Note that having several elements with the same id on one page produces technically invalid html. Many browsers won't even render all those id attributes (leaving one and erasing the rest).
One simple solution is to switch to using classes instead of ids. There can be multiple elements with the same class and each element can have more than one class.
I don't work with built-in ajax helpers in Rails, but google suggests it's possible.

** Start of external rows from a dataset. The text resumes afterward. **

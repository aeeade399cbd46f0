//! Fernet token sealing
//!
//! The API token is sealed as a standard Fernet token (AES-128-CBC with an
//! HMAC-SHA256 tag, random IV and timestamp embedded), keyed with the
//! base64url form of the 32-byte [`DerivedKey`]. The token file holds the
//! ASCII bytes of the Fernet token, which is what any Fernet implementation
//! on the game side expects to read back.

use base64::{engine::general_purpose::URL_SAFE, Engine};
use fernet::Fernet;

use crate::error::{SealerError, SealerResult};

use super::DerivedKey;

/// An encrypted API token in Fernet format
#[derive(Debug, Clone, PartialEq, Eq)]
pub struct SealedToken {
    token: String,
}

impl SealedToken {
    /// Get the token as text
    pub fn as_str(&self) -> &str {
        &self.token
    }

    /// Get the bytes written to the token file
    pub fn as_bytes(&self) -> &[u8] {
        self.token.as_bytes()
    }
}

/// Build a Fernet cipher from a derived key
fn cipher(key: &DerivedKey) -> SealerResult<Fernet> {
    let encoded = URL_SAFE.encode(key.as_bytes());
    Fernet::new(&encoded)
        .ok_or_else(|| SealerError::Encryption("Failed to create cipher from derived key".into()))
}

/// Encrypt the API token under the derived key
///
/// Every call embeds a fresh IV, so sealing the same token twice gives
/// different output.
pub fn seal_token(token: &str, key: &DerivedKey) -> SealerResult<SealedToken> {
    let fernet = cipher(key)?;
    Ok(SealedToken {
        token: fernet.encrypt(token.as_bytes()),
    })
}

/// Decrypt the contents of a token file back into the API token
pub fn open_token(sealed: &[u8], key: &DerivedKey) -> SealerResult<String> {
    let fernet = cipher(key)?;
    let text = std::str::from_utf8(sealed)
        .map_err(|e| SealerError::Encryption(format!("Sealed token is not valid text: {}", e)))?;

    let plaintext = fernet.decrypt(text).map_err(|_| {
        SealerError::Encryption("Decryption failed: invalid key or corrupted data".to_string())
    })?;

    String::from_utf8(plaintext)
        .map_err(|e| SealerError::Encryption(format!("Invalid UTF-8 in decrypted data: {}", e)))
}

It seems like you have two sets of posts on the same page and are worried about putting the comments for the correct post in the correct spot. I think making two Ajax requests would be fine. The URLs would probably be something like /posts/1/comments and /posts/2/comments. Essentially what you want is "all the comments for a given post". You could have a comments action on your posts controller to use your has_many :comments association from Post. Using the URL ID parameter you can supply the post ID. You could get the Post ID out of the markup through a custom ID attribute, a custom class, or a custom data-* attribute.
It looks like you're using RJS but I'd recommend using Prototype or jQuery to make the Ajax request and specify JSON data or HTML as the response, then append the JSON or HTMl in the correct spot.
In jQuery I'd grab the post ID, make the ajax request, then append the comment HTML. This is not tested, but roughly the idea in code.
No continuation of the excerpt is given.